WORKING DATA ▸
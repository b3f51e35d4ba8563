//! Abstract state-space enumerator contract.
//!
//! An [`Explorer`] enumerates a possibly expensive, possibly infinite
//! state space behind a dense node numbering: its node-identity codec maps
//! bit-serializable states to integer indices, and initial nodes receive
//! the first indices. The materializer and the caching wrapper consume
//! this contract; model front ends (out of scope here) implement it.
//!
//! Positioning semantics: `query_node` selects the node every per-node
//! reader refers to until the next `query_node` call. Nondeterministic
//! explorers additionally expose their current node's choice layer through
//! `query_choice` and the `choice_*` readers.

use crate::error::{GraphError, GraphResult};
use crate::Node;
use kripke_values::{Type, Value};

/// A declared attribute: name and value type.
#[derive(Debug, Clone, PartialEq)]
pub struct AttributeDecl {
    pub name: String,
    pub ty: Type,
}

impl AttributeDecl {
    pub fn new(name: impl Into<String>, ty: Type) -> Self {
        Self {
            name: name.into(),
            ty,
        }
    }
}

fn no_choice_layer<T>() -> GraphResult<T> {
    Err(GraphError::Enumerator {
        message: "deterministic enumerator has no choice layer".into(),
    })
}

/// The enumerator contract consumed by materialization and caching.
pub trait Explorer {
    /// Dense indices of the initial nodes; these occupy the lowest
    /// indices of the numbering.
    fn initial_nodes(&mut self) -> GraphResult<Vec<Node>>;

    /// Position the enumerator at `node`.
    fn query_node(&mut self, node: Node) -> GraphResult<()>;

    /// Out-degree of the queried node. For nondeterministic models this
    /// is the number of choices.
    fn out_degree(&self) -> GraphResult<usize>;

    /// `index`-th successor of the queried node. Nondeterministic
    /// explorers expose successors through the choice layer instead.
    fn successor(&self, index: usize) -> GraphResult<Node>;

    /// Declared graph-level attributes.
    fn graph_attributes(&self) -> Vec<AttributeDecl> {
        Vec::new()
    }

    /// Declared per-node attributes (state nodes).
    fn node_attributes(&self) -> Vec<AttributeDecl> {
        Vec::new()
    }

    /// Declared per-edge attributes. WEIGHT is expected here for
    /// probabilistic models.
    fn edge_attributes(&self) -> Vec<AttributeDecl> {
        Vec::new()
    }

    fn graph_attribute(&self, name: &str) -> GraphResult<Value>;

    /// Attribute of the queried node.
    fn node_attribute(&self, name: &str) -> GraphResult<Value>;

    /// Attribute of the queried node's `index`-th outgoing edge.
    fn edge_attribute(&self, name: &str, index: usize) -> GraphResult<Value>;

    /// Width in bits of the node-identity encoding behind the dense
    /// numbering.
    fn num_node_bits(&self) -> usize;

    /// Whether states carry a nondeterminism layer. Decides the
    /// materialized layout.
    fn is_nondeterministic(&self) -> bool;

    // --- choice layer, nondeterministic models only ---

    /// Position the choice layer at choice `index` of the queried node.
    fn query_choice(&mut self, _index: usize) -> GraphResult<()> {
        no_choice_layer()
    }

    /// Out-degree of the queried choice.
    fn choice_out_degree(&self) -> GraphResult<usize> {
        no_choice_layer()
    }

    /// `index`-th probabilistic target of the queried choice.
    fn choice_successor(&self, _index: usize) -> GraphResult<Node> {
        no_choice_layer()
    }

    /// Edge attribute of the queried choice's `index`-th outgoing edge.
    fn choice_edge_attribute(&self, _name: &str, _index: usize) -> GraphResult<Value> {
        no_choice_layer()
    }
}

/// Placeholder source for manually driven caching stores; every query
/// fails.
#[derive(Debug, Clone, Copy, Default)]
pub struct NullExplorer;

impl Explorer for NullExplorer {
    fn initial_nodes(&mut self) -> GraphResult<Vec<Node>> {
        Ok(Vec::new())
    }

    fn query_node(&mut self, node: Node) -> GraphResult<()> {
        Err(GraphError::NotPrepared { node })
    }

    fn out_degree(&self) -> GraphResult<usize> {
        Err(GraphError::Unpositioned)
    }

    fn successor(&self, _index: usize) -> GraphResult<Node> {
        Err(GraphError::Unpositioned)
    }

    fn graph_attribute(&self, name: &str) -> GraphResult<Value> {
        Err(GraphError::UnknownProperty { name: name.into() })
    }

    fn node_attribute(&self, name: &str) -> GraphResult<Value> {
        Err(GraphError::UnknownProperty { name: name.into() })
    }

    fn edge_attribute(&self, name: &str, _index: usize) -> GraphResult<Value> {
        Err(GraphError::UnknownProperty { name: name.into() })
    }

    fn num_node_bits(&self) -> usize {
        Node::BITS as usize
    }

    fn is_nondeterministic(&self) -> bool {
        false
    }
}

TASK DETAILS ▸
Considering only the data above, return the lines in which "expose" occurs.

ANSWER ▸
//! explorers additionally expose their current node's choice layer through
    /// explorers expose successors through the choice layer instead.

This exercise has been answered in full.